Thanks, I really do appreciate the information.....new to all this here and of course excited to get the vehicle and picking it up with the PCD program is a HUGE bonus. Got the message of not being able to schedule until the EPA/CARB approvals have been received from my CA, just hoping that happens pretty quickly. Down 1 car and need to get the new one soon for so many reasons......waiting is just not fun or easy!!

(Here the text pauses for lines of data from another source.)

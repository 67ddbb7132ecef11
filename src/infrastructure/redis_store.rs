//! Redis-backed window store for multi-process deployments.
//!
//! Every process that fronts the same marketplace account must see the same
//! windows, otherwise each process would grant the full budget independently.
//! This adapter keeps one bincode-encoded `Vec<u64>` per rate-limit key in
//! Redis and delegates expiry to `SETEX`, so entry lifetime is enforced even
//! while the owning process is down.
//!
//! # Key model
//!
//! Redis keys are the [`RateLimitKey`] string prefixed with
//! [`RedisStoreConfig::key_prefix`] (default `gateway-throttle:`), which keeps
//! the engine's entries apart from other tenants of the same database.
//!
//! # Failure behavior
//!
//! Connectivity problems surface as [`StoreError::Unavailable`] (or
//! [`StoreError::Timeout`] when the client reports a timeout) and are handled
//! upstream by failing open. A value that no longer decodes is deleted and
//! reported as absent, so one corrupt entry costs a single window rather than
//! wedging the key forever.
//!
//! Requires the `redis-storage` feature:
//!
//! ```toml
//! [dependencies]
//! gateway-throttle = { version = "0.1", features = ["redis-storage"] }
//! ```

use std::fmt;
use std::sync::Arc;

use async_trait::async_trait;
use redis::aio::ConnectionManager;
use redis::{AsyncCommands, Client, RedisError};
use tokio::sync::RwLock;

use crate::application::ports::{StoreError, WindowStore};
use crate::domain::RateLimitKey;

/// Configuration for [`RedisWindowStore`].
#[derive(Debug, Clone)]
pub struct RedisStoreConfig {
    /// Prefix prepended to every Redis key.
    pub key_prefix: String,
}

impl Default for RedisStoreConfig {
    fn default() -> Self {
        RedisStoreConfig {
            key_prefix: "gateway-throttle:".to_string(),
        }
    }
}

/// [`WindowStore`] that shares windows across processes through Redis.
///
/// The connection is a [`ConnectionManager`], which reconnects on its own
/// after transient failures; clones share it.
///
/// # Example
///
/// ```no_run
/// use gateway_throttle::RedisWindowStore;
///
/// # async fn example() -> Result<(), redis::RedisError> {
/// let store = RedisWindowStore::connect("redis://127.0.0.1/").await?;
/// # let _ = store;
/// # Ok(())
/// # }
/// ```
pub struct RedisWindowStore {
    connection: Arc<RwLock<ConnectionManager>>,
    config: RedisStoreConfig,
}

impl RedisWindowStore {
    /// Connects to Redis at `url` with the default configuration.
    pub async fn connect(url: &str) -> Result<Self, RedisError> {
        Self::connect_with_config(url, RedisStoreConfig::default()).await
    }

    /// Connects to Redis at `url` with a custom configuration.
    pub async fn connect_with_config(
        url: &str,
        config: RedisStoreConfig,
    ) -> Result<Self, RedisError> {
        let client = Client::open(url)?;
        let manager = ConnectionManager::new(client).await?;

        Ok(RedisWindowStore {
            connection: Arc::new(RwLock::new(manager)),
            config,
        })
    }

    /// Deletes every key carrying this store's prefix.
    ///
    /// Intended for tests and operational resets; live entries expire on
    /// their own through per-key TTLs.
    pub async fn clear(&self) -> Result<(), StoreError> {
        let pattern = format!("{}*", self.config.key_prefix);
        let mut conn = self.connection.write().await;

        let mut cursor = 0u64;
        loop {
            let (next, keys): (u64, Vec<String>) = redis::cmd("SCAN")
                .arg(cursor)
                .arg("MATCH")
                .arg(&pattern)
                .arg("COUNT")
                .arg(100)
                .query_async(&mut *conn)
                .await
                .map_err(store_error)?;

            if !keys.is_empty() {
                let _: () = conn.del(&keys).await.map_err(store_error)?;
            }

            if next == 0 {
                return Ok(());
            }
            cursor = next;
        }
    }

    fn redis_key(&self, key: &RateLimitKey) -> String {
        format!("{}{}", self.config.key_prefix, key)
    }
}

impl fmt::Debug for RedisWindowStore {
    fn fmt(&self, f: &mut fmt::Formatter<'_>) -> fmt::Result {
        f.debug_struct("RedisWindowStore")
            .field("config", &self.config)
            .finish_non_exhaustive()
    }
}

impl Clone for RedisWindowStore {
    fn clone(&self) -> Self {
        RedisWindowStore {
            connection: Arc::clone(&self.connection),
            config: self.config.clone(),
        }
    }
}

fn store_error(error: RedisError) -> StoreError {
    if error.is_timeout() {
        StoreError::Timeout
    } else {
        StoreError::Unavailable(error.to_string())
    }
}

#[async_trait]
impl WindowStore for RedisWindowStore {
    async fn get(&self, key: &RateLimitKey) -> Result<Option<Vec<u64>>, StoreError> {
        let redis_key = self.redis_key(key);
        let mut conn = self.connection.write().await;

        let bytes: Option<Vec<u8>> = conn.get(&redis_key).await.map_err(store_error)?;
        let Some(bytes) = bytes else {
            return Ok(None);
        };

        match bincode::deserialize::<Vec<u64>>(&bytes) {
            Ok(window) => Ok(Some(window)),
            Err(error) => {
                tracing::warn!(
                    key = %redis_key,
                    error = %error,
                    "deleting window that no longer decodes"
                );
                let _: () = conn.del(&redis_key).await.map_err(store_error)?;
                Ok(None)
            }
        }
    }

    async fn set(
        &self,
        key: &RateLimitKey,
        window: Vec<u64>,
        ttl_seconds: u64,
    ) -> Result<(), StoreError> {
        let bytes =
            bincode::serialize(&window).map_err(|e| StoreError::Serialization(e.to_string()))?;
        let redis_key = self.redis_key(key);

        // SETEX rejects a zero expiry.
        let ttl = ttl_seconds.max(1);

        let mut conn = self.connection.write().await;
        conn.set_ex::<_, _, ()>(&redis_key, bytes, ttl)
            .await
            .map_err(store_error)
    }

    async fn delete(&self, key: &RateLimitKey) -> Result<(), StoreError> {
        let redis_key = self.redis_key(key);
        let mut conn = self.connection.write().await;
        conn.del::<_, ()>(&redis_key).await.map_err(store_error)
    }
}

Thanks again for the info and look forward to getting my new X3 soon!!


----------



## I-Won-Today (Feb 21, 2007)

NeedWisdom said:


> Thanks, I really do appreciate the information.....new to all this here and of course excited to get the vehicle and picking it up with the PCD program is a HUGE bonus. Got the message of not being able to schedule until the EPA/CARB approvals have been received from my CA, just hoping that happens pretty quickly. Down 1 car and need to get the new one soon for so many reasons......waiting is just not fun or easy!!
> 
> Thanks again for the info and look forward to getting my new X3 soon!!


You're more than welcome :thumbup: Hope to have a chance to meet you soon.


----------